I will be referring to them in the course of this and upcoming articles.
Those who know that general drift of the history of Basse's “Epitaph” likely know that it first appeared in Poems by J. D. (1633), the J.D. in question being John Donne. It never again appeared under Donne's name. With the advent of an Authorship Question, however, Donne is being kept on standby in case he can be helpful for the Stratford man — a new Stratfordian habit of recent years being to lower standards in order to validate pretty much anything that might help to exclude the Earl of Oxford.
The 1633 poems was intended to be a collected works of the poet. It is since understood to have included at least one too few and one too many ̶ the too many being Basse's poem.

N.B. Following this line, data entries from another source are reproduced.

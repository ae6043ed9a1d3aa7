//! Chat controller.
//!
//! Owns the transcript and the financial state derived from model replies.
//! One message cycle: append the user's message, ask the conversation session
//! for a reply, split the reply into display text and patch, then either merge
//! the patch or reset everything.
//!
//! At most one exchange is in flight at a time. The "awaiting reply" flag is
//! taken with a compare-and-swap and released by a guard on every exit path.

use std::sync::atomic::{AtomicBool, Ordering};
use std::sync::Arc;

use shared::{ChatMessage, ChatStateResponse, FinancialState};
use thiserror::Error;
use tokio::sync::Mutex;
use tracing::{error, info, warn};

use crate::domain::conversation_session::{ChatTransport, ConversationError};
use crate::domain::{state_extractor, state_merger};

pub const GREETING_MESSAGE: &str = "שלום! אני Savvy, העוזר הפיננסי האישי שלך. ספר לי על המצב הפיננסי שלך. למשל: \"יש לי 1000 ש\"ח במזומן, ואבא חייב לי 500 ש\"ח\". אני אעזור לך לעקוב אחרי הכל.";
pub const FALLBACK_MESSAGE: &str = "מצטער, נתקלתי בבעיה. אנא נסה שוב מאוחר יותר.";

/// Reasons a message is refused before anything is sent
#[derive(Debug, Clone, PartialEq, Error)]
pub enum ChatServiceError {
    #[error("Message cannot be empty")]
    EmptyMessage,
    #[error("A reply is still pending")]
    ReplyPending,
}

#[derive(Debug, Default)]
struct ChatViewState {
    transcript: Vec<ChatMessage>,
    financial_state: Option<FinancialState>,
}

#[derive(Clone)]
pub struct ChatService {
    session: Option<Arc<dyn ChatTransport>>,
    state: Arc<Mutex<ChatViewState>>,
    awaiting_reply: Arc<AtomicBool>,
}

/// Clears the awaiting-reply flag when the exchange ends, however it ends.
struct AwaitingReply(Arc<AtomicBool>);

impl AwaitingReply {
    fn acquire(flag: &Arc<AtomicBool>) -> Option<Self> {
        flag.compare_exchange(false, true, Ordering::AcqRel, Ordering::Acquire)
            .ok()
            .map(|_| Self(flag.clone()))
    }
}

impl Drop for AwaitingReply {
    fn drop(&mut self) {
        self.0.store(false, Ordering::Release);
    }
}

impl ChatService {
    /// Create the controller. `session` is `None` when no credential was configured.
    pub fn new(session: Option<Arc<dyn ChatTransport>>) -> Self {
        let transcript = if session.is_some() {
            vec![ChatMessage::model(GREETING_MESSAGE)]
        } else {
            warn!("Chat session unavailable: API key is not configured");
            Vec::new()
        };

        Self {
            session,
            state: Arc::new(Mutex::new(ChatViewState {
                transcript,
                financial_state: None,
            })),
            awaiting_reply: Arc::new(AtomicBool::new(false)),
        }
    }

    pub fn is_configured(&self) -> bool {
        self.session.is_some()
    }

    /// Current transcript, financial state and flags
    pub async fn snapshot(&self) -> ChatStateResponse {
        let state = self.state.lock().await;
        ChatStateResponse {
            transcript: state.transcript.clone(),
            financial_state: state.financial_state.clone(),
            awaiting_reply: self.awaiting_reply.load(Ordering::Acquire),
            configuration_missing: !self.is_configured(),
        }
    }

    /// Run one full message cycle and return the resulting view state.
    ///
    /// Transport and configuration failures are not errors for the caller:
    /// they surface as a fallback message in the transcript. The cycle runs on
    /// its own task, so it completes even if the caller stops waiting.
    pub async fn send_message(&self, message: &str) -> Result<ChatStateResponse, ChatServiceError> {
        if message.trim().is_empty() {
            return Err(ChatServiceError::EmptyMessage);
        }

        let awaiting = AwaitingReply::acquire(&self.awaiting_reply).ok_or(ChatServiceError::ReplyPending)?;

        let service = self.clone();
        let message = message.to_string();
        let cycle = tokio::spawn(async move {
            let _awaiting = awaiting;
            service.run_cycle(&message).await;
        });

        if let Err(e) = cycle.await {
            error!("Chat message cycle failed: {}", e);
        }

        let state = self.state.lock().await;
        Ok(ChatStateResponse {
            transcript: state.transcript.clone(),
            financial_state: state.financial_state.clone(),
            awaiting_reply: false,
            configuration_missing: !self.is_configured(),
        })
    }

    async fn run_cycle(&self, message: &str) {
        self.state
            .lock()
            .await
            .transcript
            .push(ChatMessage::user(message));

        match self.request_reply(message).await {
            Ok(raw_reply) => self.apply_reply(&raw_reply).await,
            Err(e) => {
                error!("Error sending message to chat service: {}", e);
                self.state
                    .lock()
                    .await
                    .transcript
                    .push(ChatMessage::model(FALLBACK_MESSAGE));
            }
        }
    }

    async fn request_reply(&self, message: &str) -> Result<String, ConversationError> {
        let session = self.session.as_ref().ok_or_else(|| {
            ConversationError::Configuration("API key is not set".to_string())
        })?;
        session.send(message).await
    }

    async fn apply_reply(&self, raw_reply: &str) {
        let extracted = state_extractor::extract(raw_reply);
        let mut state = self.state.lock().await;

        match extracted.patch {
            Some(patch) if patch.reset => {
                info!("Resetting financial state and transcript");
                state.financial_state = state_merger::reset();
                state.transcript = vec![ChatMessage::model(extracted.display_text)];
            }
            Some(patch) => {
                let merged = state_merger::merge(state.financial_state.take(), &patch);
                state.transcript.push(ChatMessage::model(extracted.display_text));
                state.financial_state = merged;
            }
            None => {
                state.transcript.push(ChatMessage::model(extracted.display_text));
            }
        }
    }
}

#[cfg(test)]
mod tests {
    use super::*;
    use async_trait::async_trait;
    use shared::ChatRole;
    use std::collections::VecDeque;
    use std::sync::atomic::AtomicUsize;
    use std::time::Duration;
    use tokio::sync::Notify;

    /// Replays scripted replies in order
    struct ScriptedTransport {
        replies: std::sync::Mutex<VecDeque<Result<String, ConversationError>>>,
        calls: AtomicUsize,
    }

    impl ScriptedTransport {
        fn new(replies: Vec<Result<String, ConversationError>>) -> Arc<Self> {
            Arc::new(Self {
                replies: std::sync::Mutex::new(replies.into()),
                calls: AtomicUsize::new(0),
            })
        }
    }

    #[async_trait]
    impl ChatTransport for ScriptedTransport {
        async fn send(&self, _message: &str) -> Result<String, ConversationError> {
            self.calls.fetch_add(1, Ordering::SeqCst);
            self.replies
                .lock()
                .unwrap()
                .pop_front()
                .unwrap_or_else(|| Err(ConversationError::Transport("no scripted reply".to_string())))
        }
    }

    /// Blocks until released, to observe the in-flight state
    struct GatedTransport {
        entered: Notify,
        release: Notify,
    }

    #[async_trait]
    impl ChatTransport for GatedTransport {
        async fn send(&self, _message: &str) -> Result<String, ConversationError> {
            self.entered.notify_one();
            self.release.notified().await;
            Ok("סיימתי".to_string())
        }
    }

    fn service_with(replies: Vec<Result<String, ConversationError>>) -> (ChatService, Arc<ScriptedTransport>) {
        let transport = ScriptedTransport::new(replies);
        let service = ChatService::new(Some(transport.clone() as Arc<dyn ChatTransport>));
        (service, transport)
    }

    fn ok(text: &str) -> Result<String, ConversationError> {
        Ok(text.to_string())
    }

    #[tokio::test]
    async fn test_new_service_starts_with_greeting() {
        let (service, _) = service_with(vec![]);

        let snapshot = service.snapshot().await;

        assert_eq!(snapshot.transcript, vec![ChatMessage::model(GREETING_MESSAGE)]);
        assert_eq!(snapshot.financial_state, None);
        assert!(!snapshot.awaiting_reply);
        assert!(!snapshot.configuration_missing);
    }

    #[tokio::test]
    async fn test_send_message_extracts_and_merges_state() {
        let (service, _) = service_with(vec![ok("מעולה! \n```json\n{\"cash\":1000}\n```")]);

        let snapshot = service.send_message("יש לי 1000 ש״ח במזומן").await.unwrap();

        assert_eq!(snapshot.transcript.len(), 3);
        assert_eq!(snapshot.transcript[1], ChatMessage::user("יש לי 1000 ש״ח במזומן"));
        assert_eq!(snapshot.transcript[2], ChatMessage::model("מעולה!"));
        assert_eq!(
            snapshot.financial_state,
            Some(FinancialState {
                cash: Some(1000.0),
                ..Default::default()
            })
        );
        assert!(!snapshot.awaiting_reply);
    }

    #[tokio::test]
    async fn test_sequential_patches_accumulate() {
        let (service, _) = service_with(vec![
            ok("רשמתי.\n```json\n{\"cash\":1000}\n```"),
            ok("גם זה.\n```json\n{\"bank\":200}\n```"),
        ]);

        service.send_message("מזומן").await.unwrap();
        let snapshot = service.send_message("בנק").await.unwrap();

        assert_eq!(
            snapshot.financial_state,
            Some(FinancialState {
                cash: Some(1000.0),
                bank: Some(200.0),
                ..Default::default()
            })
        );
        assert_eq!(snapshot.transcript.len(), 5);
    }

    #[tokio::test]
    async fn test_reset_patch_clears_state_and_transcript() {
        let (service, _) = service_with(vec![
            ok("רשמתי.\n```json\n{\"cash\":1000}\n```"),
            ok("בסדר, מחקתי הכל. נתחיל מחדש!\n```json\n{\n  \"reset\": true\n}\n```"),
        ]);

        service.send_message("יש לי 1000").await.unwrap();
        let snapshot = service.send_message("תמחק הכל").await.unwrap();

        assert_eq!(snapshot.financial_state, None);
        assert_eq!(
            snapshot.transcript,
            vec![ChatMessage::model("בסדר, מחקתי הכל. נתחיל מחדש!")]
        );
    }

    #[tokio::test]
    async fn test_reply_without_patch_keeps_state() {
        let (service, _) = service_with(vec![
            ok("רשמתי.\n```json\n{\"cash\":1000}\n```"),
            ok("איך עוד אפשר לעזור?"),
        ]);

        service.send_message("יש לי 1000").await.unwrap();
        let snapshot = service.send_message("תודה").await.unwrap();

        assert_eq!(snapshot.financial_state.unwrap().cash, Some(1000.0));
        assert_eq!(snapshot.transcript.last().unwrap().text, "איך עוד אפשר לעזור?");
    }

    #[tokio::test]
    async fn test_malformed_patch_shows_full_reply() {
        let reply = "הנה\n```json\n{cash: 1000}\n```";
        let (service, _) = service_with(vec![ok(reply)]);

        let snapshot = service.send_message("מה המצב?").await.unwrap();

        assert_eq!(snapshot.transcript.last().unwrap().text, reply);
        assert_eq!(snapshot.financial_state, None);
    }

    #[tokio::test]
    async fn test_transport_error_appends_fallback() {
        let (service, _) = service_with(vec![
            ok("רשמתי.\n```json\n{\"cash\":1000}\n```"),
            Err(ConversationError::Transport("quota exceeded".to_string())),
        ]);
        service.send_message("יש לי 1000").await.unwrap();
        let before = service.snapshot().await;

        let snapshot = service.send_message("ועוד משהו").await.unwrap();

        assert_eq!(snapshot.transcript.len(), before.transcript.len() + 2);
        assert_eq!(snapshot.transcript.last().unwrap(), &ChatMessage::model(FALLBACK_MESSAGE));
        assert_eq!(snapshot.financial_state, before.financial_state);
        assert!(!snapshot.awaiting_reply);
        assert!(!service.snapshot().await.awaiting_reply);
    }

    #[tokio::test]
    async fn test_missing_configuration_fails_fast_with_fallback() {
        let service = ChatService::new(None);

        let initial = service.snapshot().await;
        let snapshot = service.send_message("שלום").await.unwrap();

        assert!(initial.transcript.is_empty());
        assert!(snapshot.configuration_missing);
        assert_eq!(
            snapshot.transcript,
            vec![ChatMessage::user("שלום"), ChatMessage::model(FALLBACK_MESSAGE)]
        );
        assert!(!snapshot.awaiting_reply);
    }

    #[tokio::test]
    async fn test_empty_message_is_rejected_without_calling_transport() {
        let (service, transport) = service_with(vec![ok("לא אמור להגיע")]);

        let result = service.send_message("   ").await;

        assert_eq!(result, Err(ChatServiceError::EmptyMessage));
        assert_eq!(transport.calls.load(Ordering::SeqCst), 0);
        assert_eq!(service.snapshot().await.transcript.len(), 1);
    }

    /// Answers after a delay
    struct SlowTransport {
        delay: Duration,
    }

    #[async_trait]
    impl ChatTransport for SlowTransport {
        async fn send(&self, _message: &str) -> Result<String, ConversationError> {
            tokio::time::sleep(self.delay).await;
            Ok("הנה התשובה\n```json\n{\"cash\": 50}\n```".to_string())
        }
    }

    #[tokio::test]
    async fn test_cycle_completes_when_caller_stops_waiting() {
        let transport = Arc::new(SlowTransport {
            delay: Duration::from_millis(200),
        });
        let service = ChatService::new(Some(transport as Arc<dyn ChatTransport>));

        let abandoned = tokio::time::timeout(Duration::from_millis(20), service.send_message("שלום")).await;
        assert!(abandoned.is_err());

        tokio::time::sleep(Duration::from_millis(300)).await;

        let snapshot = service.snapshot().await;
        assert_eq!(snapshot.transcript.len(), 3);
        assert_eq!(snapshot.transcript[1], ChatMessage::user("שלום"));
        assert_eq!(snapshot.transcript[2], ChatMessage::model("הנה התשובה"));
        assert_eq!(snapshot.financial_state.unwrap().cash, Some(50.0));
        assert!(!snapshot.awaiting_reply);
    }

    #[tokio::test]
    async fn test_second_send_while_awaiting_is_rejected() {
        let transport = Arc::new(GatedTransport {
            entered: Notify::new(),
            release: Notify::new(),
        });
        let service = ChatService::new(Some(transport.clone() as Arc<dyn ChatTransport>));

        let in_flight = {
            let service = service.clone();
            tokio::spawn(async move { service.send_message("ראשונה").await })
        };
        transport.entered.notified().await;

        let during = service.snapshot().await;
        assert!(during.awaiting_reply);
        assert_eq!(during.transcript.last().unwrap().role, ChatRole::User);
        assert_eq!(
            service.send_message("שנייה").await,
            Err(ChatServiceError::ReplyPending)
        );

        transport.release.notify_one();
        let finished = in_flight.await.unwrap().unwrap();

        assert!(!finished.awaiting_reply);
        assert_eq!(finished.transcript.len(), 3);
        assert_eq!(finished.transcript[2], ChatMessage::model("סיימתי"));
        assert!(!service.snapshot().await.awaiting_reply);
    }
}
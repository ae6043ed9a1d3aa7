use anyhow::Result;
use async_trait::async_trait;
use tokio::sync::RwLock;
use tracing::debug;

use crate::domain::models::expense::{DashboardValues, DomainExpense};
use crate::storage::traits::{DashboardStorage, ExpenseStorage};

#[derive(Debug)]
struct Inner {
    expenses: Vec<DomainExpense>,
    next_id: u64,
    dashboard: DashboardValues,
}

/// Process-lifetime expense store
#[derive(Debug)]
pub struct InMemoryExpenseRepository {
    inner: RwLock<Inner>,
}

impl InMemoryExpenseRepository {
    pub fn new() -> Self {
        Self {
            inner: RwLock::new(Inner {
                expenses: Vec::new(),
                next_id: 1,
                dashboard: DashboardValues::default(),
            }),
        }
    }
}

impl Default for InMemoryExpenseRepository {
    fn default() -> Self {
        Self::new()
    }
}

#[async_trait]
impl ExpenseStorage for InMemoryExpenseRepository {
    async fn next_expense_id(&self) -> Result<u64> {
        let mut inner = self.inner.write().await;
        let id = inner.next_id;
        inner.next_id += 1;
        Ok(id)
    }

    async fn store_expense(&self, expense: &DomainExpense) -> Result<()> {
        debug!("Storing expense {}", expense.id);
        self.inner.write().await.expenses.push(expense.clone());
        Ok(())
    }

    async fn list_expenses(&self) -> Result<Vec<DomainExpense>> {
        Ok(self.inner.read().await.expenses.clone())
    }

    async fn delete_expense(&self, expense_id: u64) -> Result<bool> {
        let mut inner = self.inner.write().await;
        let before = inner.expenses.len();
        inner.expenses.retain(|expense| expense.id != expense_id);
        Ok(inner.expenses.len() < before)
    }
}

#[async_trait]
impl DashboardStorage for InMemoryExpenseRepository {
    async fn get_dashboard_values(&self) -> Result<DashboardValues> {
        Ok(self.inner.read().await.dashboard)
    }

    async fn store_dashboard_values(&self, values: &DashboardValues) -> Result<()> {
        self.inner.write().await.dashboard = *values;
        Ok(())
    }
}
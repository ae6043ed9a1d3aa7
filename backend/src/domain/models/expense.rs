use shared::ExpenseCategory;
use thiserror::Error;

/// Expense as held by the storage layer
#[derive(Debug, Clone, PartialEq)]
pub struct DomainExpense {
    pub id: u64,
    pub description: String,
    pub amount: f64,
    pub category: ExpenseCategory,
    /// RFC 3339 creation time
    pub created_at: String,
}

/// User-editable dashboard numbers, independent of the chat state
#[derive(Debug, Clone, Copy, Default, PartialEq)]
pub struct DashboardValues {
    pub cash_on_hand: f64,
    pub debt_owed: f64,
}

pub const MAX_DESCRIPTION_LENGTH: usize = 256;

#[derive(Debug, Error)]
pub enum ExpenseError {
    #[error("Description must be between 1 and {} characters", MAX_DESCRIPTION_LENGTH)]
    InvalidDescription,
    #[error("Amount must be a positive number")]
    AmountNotPositive,
    #[error("Value must be a finite number")]
    NonFiniteValue,
    #[error("Expense {0} not found")]
    NotFound(u64),
    #[error(transparent)]
    Storage(#[from] anyhow::Error),
}

impl ExpenseError {
    /// True for errors caused by bad input rather than the server
    pub fn is_validation(&self) -> bool {
        matches!(
            self,
            ExpenseError::InvalidDescription | ExpenseError::AmountNotPositive | ExpenseError::NonFiniteValue
        )
    }
}
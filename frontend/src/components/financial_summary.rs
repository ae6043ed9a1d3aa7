use std::collections::BTreeMap;

use shared::{format_shekels, FinancialState};
use yew::prelude::*;

#[derive(Properties, PartialEq)]
pub struct FinancialSummaryProps {
    pub data: FinancialState,
}

#[derive(Properties, PartialEq)]
struct StatCardProps {
    title: &'static str,
    icon: &'static str,
    children: Children,
}

#[function_component(StatCard)]
fn stat_card(props: &StatCardProps) -> Html {
    html! {
        <div class="stat-card">
            <div class="stat-icon">{props.icon}</div>
            <div class="stat-body">
                <p class="stat-title">{props.title}</p>
                <div class="stat-value">{props.children.clone()}</div>
            </div>
        </div>
    }
}

fn debt_card(title: &'static str, icon: &'static str, total: f64, debts: &BTreeMap<String, f64>) -> Html {
    html! {
        <StatCard {title} {icon}>
            <p class="stat-amount">{format_shekels(total)}</p>
            <ul class="debt-list">
                {for debts.iter().map(|(person, amount)| html! {
                    <li key={person.clone()}>{format!("{}: {}", person, format_shekels(*amount))}</li>
                })}
            </ul>
        </StatCard>
    }
}

/// Cards for whatever part of the financial state is known
#[function_component(FinancialSummary)]
pub fn financial_summary(props: &FinancialSummaryProps) -> Html {
    let data = &props.data;

    html! {
        <section class="financial-summary">
            {if let Some(cash) = data.cash {
                html! {
                    <StatCard title="מזומן ביד" icon="💵">
                        <p class="stat-amount">{format_shekels(cash)}</p>
                    </StatCard>
                }
            } else { html! {} }}

            {if let Some(bank) = data.bank {
                html! {
                    <StatCard title="בעובר ושב" icon="🏦">
                        <p class="stat-amount">{format_shekels(bank)}</p>
                    </StatCard>
                }
            } else { html! {} }}

            {match &data.debts_to_user {
                Some(debts) if data.has_debts_to_user() => {
                    debt_card("חייבים לי", "🤝", data.total_debts_to_user(), debts)
                }
                _ => html! {},
            }}

            {match &data.user_debts {
                Some(debts) if data.has_user_debts() => {
                    debt_card("אני חייב", "📉", data.total_user_debts(), debts)
                }
                _ => html! {},
            }}
        </section>
    }
}
//! # REST API Interface Layer
//!
//! HTTP endpoints for Savvy. Handlers are a pure translation layer: they log the
//! request, call one service method and map the outcome onto a status code.

pub mod chat_apis;
pub mod dashboard_apis;
pub mod expense_apis;
pub mod logging_apis;
pub mod mappers;

pub use chat_apis::*;
pub use dashboard_apis::*;
pub use expense_apis::*;
pub use logging_apis::*;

An Epitaph upon Shakespeare.
REnowned Chaucer lie a thought more nigh
So rare Beaumond; and learned Beaumond lie
A little nearer Spencer, to make roome
For Shakespeare in your threefold fourefold tombe.
To lie all foure in one bed make a shift,
For, untill doomesday hardly will a fift
Betwixt this day and that be slaine,
For whom your curtaines need be drawne againe;
But, if precedency of death doth barre
A fourth place in your sacred sepulchre,
Under this curled marble of thine owne
Sleepe rare Tragedian Shakespeare, sleepe alone,
That, unto Vs and others it may bee
Honor, hereafter to be laid by thee.1
Neither Donne nor the author of the epitaph were in the habit of publishing their poems publicly. Both his poems and the many (probably at least hundreds of) poems by others that he appreciated would have resided in his loose papers. Some would have been gathered in manuscript books. All would have been predominantly in his own hand (as was likely the case of the “Epitaph”). Nevertheless, a great many were in the handwriting of various of the authors or friends who copied them out.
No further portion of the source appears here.